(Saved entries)
● ● ● ● ● ● ●

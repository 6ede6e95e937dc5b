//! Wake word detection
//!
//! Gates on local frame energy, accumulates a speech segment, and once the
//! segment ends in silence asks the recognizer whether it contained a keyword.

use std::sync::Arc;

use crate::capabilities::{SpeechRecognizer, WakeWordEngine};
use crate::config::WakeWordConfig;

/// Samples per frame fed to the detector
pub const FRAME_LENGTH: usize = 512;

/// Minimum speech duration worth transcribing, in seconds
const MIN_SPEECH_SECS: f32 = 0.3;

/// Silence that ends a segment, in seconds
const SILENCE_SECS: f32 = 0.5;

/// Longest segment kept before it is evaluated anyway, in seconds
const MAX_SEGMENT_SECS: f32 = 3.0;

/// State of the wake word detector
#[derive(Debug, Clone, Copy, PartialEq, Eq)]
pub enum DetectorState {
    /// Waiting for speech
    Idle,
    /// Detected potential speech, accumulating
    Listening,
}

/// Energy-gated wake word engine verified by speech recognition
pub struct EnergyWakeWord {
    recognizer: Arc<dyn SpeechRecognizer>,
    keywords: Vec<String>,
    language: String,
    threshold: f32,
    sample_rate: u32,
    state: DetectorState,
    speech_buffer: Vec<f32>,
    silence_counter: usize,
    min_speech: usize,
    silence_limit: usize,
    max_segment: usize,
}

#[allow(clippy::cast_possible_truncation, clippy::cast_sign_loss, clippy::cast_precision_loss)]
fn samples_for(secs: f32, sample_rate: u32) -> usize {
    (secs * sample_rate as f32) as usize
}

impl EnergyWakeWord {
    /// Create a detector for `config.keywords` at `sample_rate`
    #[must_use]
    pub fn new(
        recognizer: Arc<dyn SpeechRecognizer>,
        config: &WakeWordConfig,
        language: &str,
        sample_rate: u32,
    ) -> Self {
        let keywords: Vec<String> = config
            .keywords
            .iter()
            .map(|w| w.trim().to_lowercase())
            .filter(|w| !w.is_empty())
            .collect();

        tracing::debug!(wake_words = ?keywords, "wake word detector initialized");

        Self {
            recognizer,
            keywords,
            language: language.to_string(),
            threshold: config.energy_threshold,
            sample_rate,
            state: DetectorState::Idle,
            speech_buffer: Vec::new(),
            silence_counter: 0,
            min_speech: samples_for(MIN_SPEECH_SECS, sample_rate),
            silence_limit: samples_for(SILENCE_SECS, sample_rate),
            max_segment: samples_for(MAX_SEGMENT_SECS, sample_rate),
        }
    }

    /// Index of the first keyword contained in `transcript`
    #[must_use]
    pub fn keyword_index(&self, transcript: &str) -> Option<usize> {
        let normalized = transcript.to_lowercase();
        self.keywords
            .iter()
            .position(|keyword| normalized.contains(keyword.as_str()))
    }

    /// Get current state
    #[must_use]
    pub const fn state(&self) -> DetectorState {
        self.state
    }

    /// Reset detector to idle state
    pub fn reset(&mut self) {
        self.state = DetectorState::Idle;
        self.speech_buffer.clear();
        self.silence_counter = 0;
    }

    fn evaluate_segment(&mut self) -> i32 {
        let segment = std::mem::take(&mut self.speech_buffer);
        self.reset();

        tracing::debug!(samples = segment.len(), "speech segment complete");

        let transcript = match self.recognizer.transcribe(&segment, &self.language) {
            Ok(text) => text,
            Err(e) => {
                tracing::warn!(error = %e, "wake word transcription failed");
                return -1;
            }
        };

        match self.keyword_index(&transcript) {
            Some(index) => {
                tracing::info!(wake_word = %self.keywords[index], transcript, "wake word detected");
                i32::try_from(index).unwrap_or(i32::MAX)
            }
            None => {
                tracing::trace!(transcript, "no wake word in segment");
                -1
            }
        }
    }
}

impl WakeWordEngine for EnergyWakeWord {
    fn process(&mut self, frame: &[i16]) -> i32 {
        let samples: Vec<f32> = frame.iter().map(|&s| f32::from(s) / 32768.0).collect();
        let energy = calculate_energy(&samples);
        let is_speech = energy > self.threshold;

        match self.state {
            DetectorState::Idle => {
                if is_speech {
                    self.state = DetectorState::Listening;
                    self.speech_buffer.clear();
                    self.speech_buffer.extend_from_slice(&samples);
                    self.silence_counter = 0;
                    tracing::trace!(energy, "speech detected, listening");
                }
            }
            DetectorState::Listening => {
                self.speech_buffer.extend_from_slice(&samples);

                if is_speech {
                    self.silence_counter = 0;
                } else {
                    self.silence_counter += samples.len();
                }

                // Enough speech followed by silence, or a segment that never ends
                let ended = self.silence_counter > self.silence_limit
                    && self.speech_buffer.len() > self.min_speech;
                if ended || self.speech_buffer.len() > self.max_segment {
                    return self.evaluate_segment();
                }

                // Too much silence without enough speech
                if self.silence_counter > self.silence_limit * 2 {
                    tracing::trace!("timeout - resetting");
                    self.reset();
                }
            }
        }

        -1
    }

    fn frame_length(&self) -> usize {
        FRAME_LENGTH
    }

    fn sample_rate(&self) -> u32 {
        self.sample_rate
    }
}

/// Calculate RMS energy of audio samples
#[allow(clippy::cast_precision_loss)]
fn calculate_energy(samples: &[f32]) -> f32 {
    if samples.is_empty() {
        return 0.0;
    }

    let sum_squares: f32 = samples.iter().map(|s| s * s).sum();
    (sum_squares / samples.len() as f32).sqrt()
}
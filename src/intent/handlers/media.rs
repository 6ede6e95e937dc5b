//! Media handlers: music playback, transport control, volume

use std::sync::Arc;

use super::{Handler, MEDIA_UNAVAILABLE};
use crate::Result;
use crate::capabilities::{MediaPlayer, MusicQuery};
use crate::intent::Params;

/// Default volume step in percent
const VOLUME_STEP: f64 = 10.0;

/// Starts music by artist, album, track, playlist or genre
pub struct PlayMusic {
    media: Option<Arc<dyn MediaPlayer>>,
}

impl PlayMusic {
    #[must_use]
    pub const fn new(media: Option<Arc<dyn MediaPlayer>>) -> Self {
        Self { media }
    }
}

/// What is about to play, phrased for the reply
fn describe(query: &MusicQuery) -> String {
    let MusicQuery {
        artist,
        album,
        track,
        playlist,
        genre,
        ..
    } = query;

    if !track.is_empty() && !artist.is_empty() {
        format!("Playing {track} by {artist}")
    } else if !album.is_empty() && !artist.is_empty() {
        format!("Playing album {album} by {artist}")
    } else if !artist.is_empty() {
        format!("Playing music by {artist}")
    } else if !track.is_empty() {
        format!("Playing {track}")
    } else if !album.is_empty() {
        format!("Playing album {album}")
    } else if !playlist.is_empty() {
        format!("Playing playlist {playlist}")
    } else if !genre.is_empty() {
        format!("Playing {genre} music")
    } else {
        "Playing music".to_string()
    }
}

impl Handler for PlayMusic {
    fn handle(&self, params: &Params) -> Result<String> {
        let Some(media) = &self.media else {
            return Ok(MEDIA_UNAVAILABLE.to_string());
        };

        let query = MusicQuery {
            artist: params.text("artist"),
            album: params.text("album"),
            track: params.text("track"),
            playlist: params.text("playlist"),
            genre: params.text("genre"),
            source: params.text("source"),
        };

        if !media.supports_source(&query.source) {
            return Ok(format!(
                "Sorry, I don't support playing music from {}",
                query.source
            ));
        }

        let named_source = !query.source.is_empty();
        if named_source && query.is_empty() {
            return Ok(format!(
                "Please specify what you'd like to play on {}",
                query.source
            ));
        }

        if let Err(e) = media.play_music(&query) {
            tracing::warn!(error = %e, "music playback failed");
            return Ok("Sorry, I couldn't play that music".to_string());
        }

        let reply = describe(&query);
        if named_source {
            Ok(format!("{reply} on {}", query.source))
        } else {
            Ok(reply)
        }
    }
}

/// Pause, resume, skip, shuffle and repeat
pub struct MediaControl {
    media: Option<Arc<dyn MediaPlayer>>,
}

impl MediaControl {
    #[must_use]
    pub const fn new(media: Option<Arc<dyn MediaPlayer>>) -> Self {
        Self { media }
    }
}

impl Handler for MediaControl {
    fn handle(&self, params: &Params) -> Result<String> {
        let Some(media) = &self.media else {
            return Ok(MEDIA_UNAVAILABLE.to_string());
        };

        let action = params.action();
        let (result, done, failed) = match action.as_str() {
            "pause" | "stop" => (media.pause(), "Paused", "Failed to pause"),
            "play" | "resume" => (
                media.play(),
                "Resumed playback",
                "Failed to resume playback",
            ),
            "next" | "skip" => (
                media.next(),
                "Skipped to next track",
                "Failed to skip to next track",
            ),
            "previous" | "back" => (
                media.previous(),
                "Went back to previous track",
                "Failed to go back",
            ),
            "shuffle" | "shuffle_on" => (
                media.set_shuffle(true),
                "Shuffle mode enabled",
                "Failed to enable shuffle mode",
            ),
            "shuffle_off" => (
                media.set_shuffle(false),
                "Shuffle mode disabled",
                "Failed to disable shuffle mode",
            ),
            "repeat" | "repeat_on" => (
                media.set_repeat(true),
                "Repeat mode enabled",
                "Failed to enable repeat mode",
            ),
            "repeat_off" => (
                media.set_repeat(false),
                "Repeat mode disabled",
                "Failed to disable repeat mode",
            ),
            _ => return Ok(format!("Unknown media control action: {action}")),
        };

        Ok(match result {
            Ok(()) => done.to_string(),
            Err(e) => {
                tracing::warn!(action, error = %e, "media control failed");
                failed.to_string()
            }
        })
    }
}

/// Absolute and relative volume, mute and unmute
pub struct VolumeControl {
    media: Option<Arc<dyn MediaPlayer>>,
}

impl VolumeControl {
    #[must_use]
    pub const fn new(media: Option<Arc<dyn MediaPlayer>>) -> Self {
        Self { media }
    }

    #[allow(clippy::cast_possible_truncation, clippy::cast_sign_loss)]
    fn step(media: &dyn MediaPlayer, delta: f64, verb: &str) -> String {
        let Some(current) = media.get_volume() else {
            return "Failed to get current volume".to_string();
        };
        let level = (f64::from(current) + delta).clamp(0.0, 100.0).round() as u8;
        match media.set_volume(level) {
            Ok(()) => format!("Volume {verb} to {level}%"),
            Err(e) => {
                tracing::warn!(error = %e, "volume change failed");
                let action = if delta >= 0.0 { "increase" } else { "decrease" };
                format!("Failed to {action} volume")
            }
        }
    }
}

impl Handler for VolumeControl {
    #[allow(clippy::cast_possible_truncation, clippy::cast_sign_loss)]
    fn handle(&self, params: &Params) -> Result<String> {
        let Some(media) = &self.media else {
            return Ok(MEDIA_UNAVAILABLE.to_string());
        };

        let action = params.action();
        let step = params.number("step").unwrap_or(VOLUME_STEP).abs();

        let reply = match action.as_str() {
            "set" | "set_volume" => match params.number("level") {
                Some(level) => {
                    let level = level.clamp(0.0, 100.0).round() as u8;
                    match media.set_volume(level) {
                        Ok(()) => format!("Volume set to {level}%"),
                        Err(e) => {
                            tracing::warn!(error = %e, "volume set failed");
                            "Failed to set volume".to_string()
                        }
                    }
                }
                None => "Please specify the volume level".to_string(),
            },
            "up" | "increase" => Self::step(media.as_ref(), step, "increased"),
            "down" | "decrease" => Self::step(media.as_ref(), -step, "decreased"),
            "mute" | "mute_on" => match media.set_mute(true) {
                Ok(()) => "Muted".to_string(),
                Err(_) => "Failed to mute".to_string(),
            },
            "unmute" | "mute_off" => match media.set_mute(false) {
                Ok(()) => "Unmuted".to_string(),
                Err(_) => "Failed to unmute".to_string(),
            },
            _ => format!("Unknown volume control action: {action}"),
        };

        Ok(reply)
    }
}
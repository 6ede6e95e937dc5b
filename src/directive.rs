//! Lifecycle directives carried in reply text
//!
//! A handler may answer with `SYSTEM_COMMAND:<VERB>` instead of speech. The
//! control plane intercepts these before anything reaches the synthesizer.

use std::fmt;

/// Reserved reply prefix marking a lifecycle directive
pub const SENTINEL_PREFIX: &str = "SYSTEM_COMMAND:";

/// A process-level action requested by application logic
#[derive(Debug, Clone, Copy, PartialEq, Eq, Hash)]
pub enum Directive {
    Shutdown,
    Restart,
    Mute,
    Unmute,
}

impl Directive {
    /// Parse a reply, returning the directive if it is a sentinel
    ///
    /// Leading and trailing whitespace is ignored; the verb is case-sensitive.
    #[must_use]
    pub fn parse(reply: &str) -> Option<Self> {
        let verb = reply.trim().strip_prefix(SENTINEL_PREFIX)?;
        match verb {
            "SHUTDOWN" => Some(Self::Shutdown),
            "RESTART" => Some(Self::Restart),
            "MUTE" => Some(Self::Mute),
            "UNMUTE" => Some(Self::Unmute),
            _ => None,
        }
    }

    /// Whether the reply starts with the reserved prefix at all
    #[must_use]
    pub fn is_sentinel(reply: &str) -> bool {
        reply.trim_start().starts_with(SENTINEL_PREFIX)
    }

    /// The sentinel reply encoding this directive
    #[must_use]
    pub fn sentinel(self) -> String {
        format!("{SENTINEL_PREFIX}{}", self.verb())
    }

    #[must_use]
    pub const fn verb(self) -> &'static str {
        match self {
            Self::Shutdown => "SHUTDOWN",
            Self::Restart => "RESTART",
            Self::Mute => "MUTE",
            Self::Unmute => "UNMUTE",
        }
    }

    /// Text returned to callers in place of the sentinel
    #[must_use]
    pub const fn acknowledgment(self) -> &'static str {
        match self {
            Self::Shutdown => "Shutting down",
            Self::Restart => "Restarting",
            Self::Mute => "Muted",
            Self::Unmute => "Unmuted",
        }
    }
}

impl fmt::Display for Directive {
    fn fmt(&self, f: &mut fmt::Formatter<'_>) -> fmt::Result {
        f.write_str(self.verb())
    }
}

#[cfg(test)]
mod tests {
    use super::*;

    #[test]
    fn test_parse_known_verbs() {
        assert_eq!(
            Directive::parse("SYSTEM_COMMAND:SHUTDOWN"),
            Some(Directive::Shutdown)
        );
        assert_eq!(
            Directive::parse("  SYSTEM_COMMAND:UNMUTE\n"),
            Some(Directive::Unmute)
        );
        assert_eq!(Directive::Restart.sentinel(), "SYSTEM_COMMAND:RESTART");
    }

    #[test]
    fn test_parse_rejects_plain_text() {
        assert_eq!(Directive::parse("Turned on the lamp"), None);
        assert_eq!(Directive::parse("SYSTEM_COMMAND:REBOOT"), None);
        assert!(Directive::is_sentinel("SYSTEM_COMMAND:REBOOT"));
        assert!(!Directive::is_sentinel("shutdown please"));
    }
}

● ● ● ● ● ● ●

Assignment
Copy the records above exactly, beginning at the line that contains "use crate::intent::Params;" and stopping after the line that contains "if !track.is_empty() &&".

Result
use crate::intent::Params;

/// Default volume step in percent
const VOLUME_STEP: f64 = 10.0;

/// Starts music by artist, album, track, playlist or genre
pub struct PlayMusic {
    media: Option<Arc<dyn MediaPlayer>>,
}

impl PlayMusic {
    #[must_use]
    pub const fn new(media: Option<Arc<dyn MediaPlayer>>) -> Self {
        Self { media }
    }
}

/// What is about to play, phrased for the reply
fn describe(query: &MusicQuery) -> String {
    let MusicQuery {
        artist,
        album,
        track,
        playlist,
        genre,
        ..
    } = query;

    if !track.is_empty() && !artist.is_empty() {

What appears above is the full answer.